Pour ces principaux motifs et considérant que le plaignant était le plus haut fonctionnaire de la Municipalité, il conclut que la destitution était justifiée. Le fait que le plaignant n’ait manifesté aucun remords lors de l’audience militait en faveur de cette conclusion.
2. Le plaignant a-t-il été victime de harcèlement psychologique?
Le plaignant faisait plusieurs reproches à des conseillers et principalement à la mairesse quant au fait qu’ils auraient communiqué directement avec les employés, minant ainsi son autorité.
Le Tribunal mentionne que le bureau de la mairesse était situé, de la date de son élection en novembre 2017 jusqu’au mois de janvier 2019, à la Bibliothèque municipale et que celui du plaignant était situé à l’Hôtel de ville. Ce n’est qu’en janvier 2019 que le bureau de la mairesse est déménagé à l’Hôtel de ville.

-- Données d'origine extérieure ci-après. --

#[cfg(test)]
mod tests {
    use crate::keys::{ValueType, make_internal_key};
    use crate::manifest::{
        FileMetaData, ManifestError, TAG_SAFE_IGNORE_MASK, VersionEdit,
    };

    fn sample_file(number: u64) -> FileMetaData {
        FileMetaData {
            file_number: number,
            file_size: 4096,
            smallest: make_internal_key(b"aaa", 1, ValueType::Value as u8),
            largest: make_internal_key(b"zzz", 99, ValueType::Value as u8),
            smallest_seqno: 1,
            largest_seqno: 99,
        }
    }

    #[test]
    fn test_empty_edit_round_trip() {
        let edit = VersionEdit::default();
        assert!(edit.encode().is_empty());
        assert_eq!(VersionEdit::decode(&edit.encode()).unwrap(), edit);
    }

    #[test]
    fn test_full_edit_round_trip() {
        let edit = VersionEdit {
            comparator: Some("leveldb.BytewiseComparator".to_string()),
            log_number: Some(12),
            prev_log_number: Some(0),
            next_file_number: Some(44),
            last_sequence: Some(100_000),
            max_column_family: Some(5),
            compact_pointers: vec![(2, make_internal_key(b"cursor", 7, 1))],
            deleted_files: vec![(1, 9), (2, 10)],
            new_files: vec![(0, sample_file(43))],
            column_family: Some(3),
            column_family_add: None,
            column_family_drop: false,
            atomic_group_remaining: None,
            unknown_tags: Vec::new(),
        };
        let decoded = VersionEdit::decode(&edit.encode()).unwrap();
        assert_eq!(decoded, edit);
    }

    #[test]
    fn test_column_family_lifecycle_edits() {
        let add = VersionEdit {
            column_family: Some(4),
            column_family_add: Some("indexes".to_string()),
            ..VersionEdit::default()
        };
        assert_eq!(VersionEdit::decode(&add.encode()).unwrap(), add);

        let drop = VersionEdit {
            column_family: Some(4),
            column_family_drop: true,
            ..VersionEdit::default()
        };
        assert_eq!(VersionEdit::decode(&drop.encode()).unwrap(), drop);
    }

    #[test]
    fn test_atomic_group_field_round_trip() {
        for remaining in [0u32, 1, 7] {
            let edit = VersionEdit {
                last_sequence: Some(5),
                atomic_group_remaining: Some(remaining),
                ..VersionEdit::default()
            };
            assert_eq!(VersionEdit::decode(&edit.encode()).unwrap(), edit);
        }
    }

    #[test]
    fn test_safe_ignore_unknown_tags_preserved_bit_exact() {
        // An edit carrying two future tags: decode must keep them (in
        // order) and re-encode must reproduce identical bytes.
        let edit = VersionEdit {
            comparator: Some("leveldb.BytewiseComparator".to_string()),
            log_number: Some(1),
            next_file_number: Some(2),
            last_sequence: Some(0),
            unknown_tags: vec![
                (TAG_SAFE_IGNORE_MASK | 99, b"future-metadata".to_vec()),
                (TAG_SAFE_IGNORE_MASK | 310, vec![0x00, 0xff, 0x80]),
            ],
            ..VersionEdit::default()
        };

        let bytes = edit.encode();
        let decoded = VersionEdit::decode(&bytes).unwrap();
        assert_eq!(decoded, edit);
        assert_eq!(decoded.encode(), bytes);
    }

    #[test]
    fn test_unknown_tag_without_safe_bit_is_fatal() {
        let mut bytes = Vec::new();
        // Tag 50 is unused and has no safe-ignore bit.
        crate::encoding::put_varint32(&mut bytes, 50);
        crate::encoding::put_length_prefixed_slice(&mut bytes, b"payload");

        assert!(matches!(
            VersionEdit::decode(&bytes).unwrap_err(),
            ManifestError::Corruption(_)
        ));
    }

    #[test]
    fn test_new_file4_unknown_custom_field_skipped() {
        // Hand-encode a NewFile4 with an unknown (but ignorable) custom
        // field before the terminator.
        let mut bytes = Vec::new();
        crate::encoding::put_varint32(&mut bytes, 103);
        crate::encoding::put_varint32(&mut bytes, 0); // level
        crate::encoding::put_varint64(&mut bytes, 77); // file number
        crate::encoding::put_varint64(&mut bytes, 1000); // size
        crate::encoding::put_length_prefixed_slice(&mut bytes, b"smallestkey1");
        crate::encoding::put_length_prefixed_slice(&mut bytes, b"largestkey99");
        crate::encoding::put_varint64(&mut bytes, 3);
        crate::encoding::put_varint64(&mut bytes, 9);
        crate::encoding::put_varint32(&mut bytes, 33); // ignorable custom tag
        crate::encoding::put_length_prefixed_slice(&mut bytes, b"custom");
        crate::encoding::put_varint32(&mut bytes, 1); // terminate

        let edit = VersionEdit::decode(&bytes).unwrap();
        assert_eq!(edit.new_files.len(), 1);
        assert_eq!(edit.new_files[0].1.file_number, 77);
        assert_eq!(edit.new_files[0].1.smallest_seqno, 3);
    }

    #[test]
    fn test_new_file4_non_ignorable_custom_field_fatal() {
        let mut bytes = Vec::new();
        crate::encoding::put_varint32(&mut bytes, 103);
        crate::encoding::put_varint32(&mut bytes, 0);
        crate::encoding::put_varint64(&mut bytes, 77);
        crate::encoding::put_varint64(&mut bytes, 1000);
        crate::encoding::put_length_prefixed_slice(&mut bytes, b"a");
        crate::encoding::put_length_prefixed_slice(&mut bytes, b"b");
        crate::encoding::put_varint64(&mut bytes, 3);
        crate::encoding::put_varint64(&mut bytes, 9);
        // Bit 6 set: must not be ignored.
        crate::encoding::put_varint32(&mut bytes, 0x40 | 2);
        crate::encoding::put_length_prefixed_slice(&mut bytes, b"x");
        crate::encoding::put_varint32(&mut bytes, 1);

        assert!(VersionEdit::decode(&bytes).is_err());
    }

    #[test]
    fn test_legacy_new_file_tags_decode() {
        // NewFile (tag 7): no sequence numbers.
        let mut bytes = Vec::new();
        crate::encoding::put_varint32(&mut bytes, 7);
        crate::encoding::put_varint32(&mut bytes, 1);
        crate::encoding::put_varint64(&mut bytes, 5);
        crate::encoding::put_varint64(&mut bytes, 2048);
        crate::encoding::put_length_prefixed_slice(&mut bytes, b"small");
        crate::encoding::put_length_prefixed_slice(&mut bytes, b"large");

        let edit = VersionEdit::decode(&bytes).unwrap();
        assert_eq!(edit.new_files[0].0, 1);
        assert_eq!(edit.new_files[0].1.file_number, 5);
        assert_eq!(edit.new_files[0].1.largest_seqno, 0);

        // NewFile2 (tag 100): with sequence numbers.
        let mut bytes = Vec::new();
        crate::encoding::put_varint32(&mut bytes, 100);
        crate::encoding::put_varint32(&mut bytes, 2);
        crate::encoding::put_varint64(&mut bytes, 6);
        crate::encoding::put_varint64(&mut bytes, 4096);
        crate::encoding::put_length_prefixed_slice(&mut bytes, b"small");
        crate::encoding::put_length_prefixed_slice(&mut bytes, b"large");
        crate::encoding::put_varint64(&mut bytes, 11);
        crate::encoding::put_varint64(&mut bytes, 22);

        let edit = VersionEdit::decode(&bytes).unwrap();
        assert_eq!(edit.new_files[0].1.smallest_seqno, 11);
        assert_eq!(edit.new_files[0].1.largest_seqno, 22);
    }

    #[test]
    fn test_truncated_edit_fails() {
        let edit = VersionEdit {
            new_files: vec![(0, sample_file(1))],
            ..VersionEdit::default()
        };
        let bytes = edit.encode();
        assert!(VersionEdit::decode(&bytes[..bytes.len() - 3]).is_err());
    }
}
//! The database: LSM coordination and the public API.
//!
//! ## Design overview
//!
//! The database organises data across three layers, queried newest
//! first:
//!
//! 1. **Active memtable** (per column family) — the in-memory sorted
//!    write buffer, backed by the shared WAL.
//! 2. **Frozen memtables** — read-only predecessors of the active
//!    memtable, awaiting flush.
//! 3. **Tables** — immutable block-based files on disk, organised into
//!    levels by the [`VersionSet`].
//!
//! Writes are WAL-first: a [`WriteBatch`] is stamped with the next
//! sequence number, appended (and optionally fsynced) to the WAL, and
//! only then applied to the target memtables.  When a memtable exceeds
//! `write_buffer_size`, the WAL is rotated, the memtable freezes, and a
//! background worker flushes it into a level-0 table whose installation
//! is one durable `VersionEdit`.
//!
//! ## Concurrency model
//!
//! All mutable state lives behind a single `RwLock`: readers take the
//! read lock to snapshot `(version, last_sequence, memtables)` and do
//! their table reads outside it; writers and the flush worker take the
//! write lock.  The open-table cache has its own mutex.  One background
//! worker drains a `crossbeam` channel of flush requests; `close`
//! drains and joins it.
//!
//! ## Recovery
//!
//! `open` replays the manifest named by `CURRENT`, then replays every
//! WAL at or above the manifest's minimum log number into fresh
//! memtables (stop-after-corruption), flushes what it recovered, writes
//! a fresh manifest snapshot, and only then deletes obsolete files.
//!
//! ## Guarantees
//!
//! - **Durability** — with `WriteOptions::sync`, a write is fsynced in
//!   the WAL before it is acknowledged.
//! - **Atomicity** — a batch is applied in full or not at all; failures
//!   before the WAL append leave no trace.
//! - **Isolation** — column families share the WAL and sequence space
//!   but have independent memtables and file trees.
//! - **Single ownership** — an advisory `LOCK` file rejects concurrent
//!   processes ([`DbError::Busy`]).

pub mod iterator;
pub mod options;

#[cfg(test)]
mod tests;

pub use iterator::DbIterator;
pub use options::{FlushOptions, Options, ReadOptions, WriteOptions};

use std::collections::HashMap;
use std::fs::{self, File, OpenOptions};
use std::io::{BufReader, Write};
use std::path::{Path, PathBuf};
use std::sync::atomic::{AtomicBool, Ordering as AtomicOrdering};
use std::sync::{Arc, Mutex, RwLock, Weak};
use std::thread::JoinHandle;

use crossbeam::channel::{Receiver, Sender, unbounded};
use fs2::FileExt;
use rand::RngCore;
use tracing::{debug, error, info, warn};

use crate::batch::{BatchError, BatchRecord, WriteBatch};
use crate::checksum::{crc32c_value, mask_crc};
use crate::filenames::{self, FileKind};
use crate::keys::{COMPARATOR_NAME, SequenceNumber, ValueType};
use crate::manifest::version::{DEFAULT_CF_ID, VersionSet};
use crate::manifest::{FileMetaData, ManifestError, VersionEdit};
use crate::memtable::{Memtable, MemtableGet};
use crate::sstable::reader::TableReadOptions;
use crate::sstable::{Table, TableBuilder, TableError, TableLookup, TableOptions};
use crate::wal::{LogReader, LogWriter, RecoveryMode, WalError};

use iterator::{MergeSource, MergingIterator, VisibilityFilter};

// ------------------------------------------------------------------------------------------------
// Error Types
// ------------------------------------------------------------------------------------------------

/// Errors returned by database operations.
#[derive(Debug, thiserror::Error)]
pub enum DbError {
    /// Underlying filesystem I/O error.
    #[error("I/O error: {0}")]
    Io(#[from] std::io::Error),

    /// Error from the write-ahead log.
    #[error(transparent)]
    Wal(#[from] WalError),

    /// Error from the manifest subsystem.
    #[error(transparent)]
    Manifest(#[from] ManifestError),

    /// Error from a table file.
    #[error(transparent)]
    Table(#[from] TableError),

    /// Error from a write batch.
    #[error(transparent)]
    Batch(#[from] BatchError),

    /// Persistent state violates the format.
    #[error("corruption: {0}")]
    Corruption(String),

    /// The caller's request cannot be honored.
    #[error("invalid argument: {0}")]
    InvalidArgument(String),

    /// No database exists where one was expected.
    #[error("not found: {0}")]
    NotFound(String),

    /// Another process owns the database lock.
    #[error("busy: {0}")]
    Busy(String),

    /// The database is closing or closed.
    #[error("shutdown in progress")]
    ShutdownInProgress,

    /// The targeted column family no longer exists.
    #[error("column family dropped: {0}")]
    ColumnFamilyDropped(String),

    /// Internal invariant violation (poisoned lock, impossible state).
    #[error("internal error: {0}")]
    Internal(String),
}

// ------------------------------------------------------------------------------------------------
// Column family handles
// ------------------------------------------------------------------------------------------------

/// Caller-facing reference to a column family.
#[derive(Debug, Clone, PartialEq, Eq)]
pub struct ColumnFamilyHandle {
    id: u32,
    name: String,
}

impl ColumnFamilyHandle {
    /// Stable id of the family.
    pub fn id(&self) -> u32 {
        self.id
    }

    /// Name of the family.
    pub fn name(&self) -> &str {
        &self.name
    }
}

// ------------------------------------------------------------------------------------------------
// Internal state
// ------------------------------------------------------------------------------------------------

/// Per-column-family runtime state.
struct FamilyRuntime {
    name: String,
    /// Write buffer currently accepting inserts.
    active: Memtable,
    /// Frozen memtables, oldest first, awaiting flush.
    immutable: Vec<Arc<Memtable>>,
}

impl FamilyRuntime {
    fn new(name: String) -> Self {
        Self {
            name,
            active: Memtable::new(),
            immutable: Vec::new(),
        }
    }
}

/// LRU cache of open tables, bounded by `max_open_files`.
struct TableCache {
    tables: HashMap<u64, (Arc<Table>, u64)>,
    capacity: usize,
    tick: u64,
}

C’est donc dire que la mairesse et le plaignant n’ont partagé les locaux de l’Hôtel de ville que pour une très courte période de deux semaines au début de l’année 2019.
Après analyse des nombreuses allégations du plaignant, le Tribunal rejette la plainte de harcèlement psychologique.
3. Le plaignant a-t-il subi une lésion professionnelle le 8 février 2019?
En ce qui concerne la réclamation pour un accident du travail, le Tribunal souligne que la preuve analysée précédemment quant à la plainte de harcèlement psychologique démontre que les événements décrits n’étaient pas imprévus et soudains. Il rejette la réclamation.
4. Le plaignant a-t-il subi des mesures de représailles à la suite du dépôt de ses plaintes?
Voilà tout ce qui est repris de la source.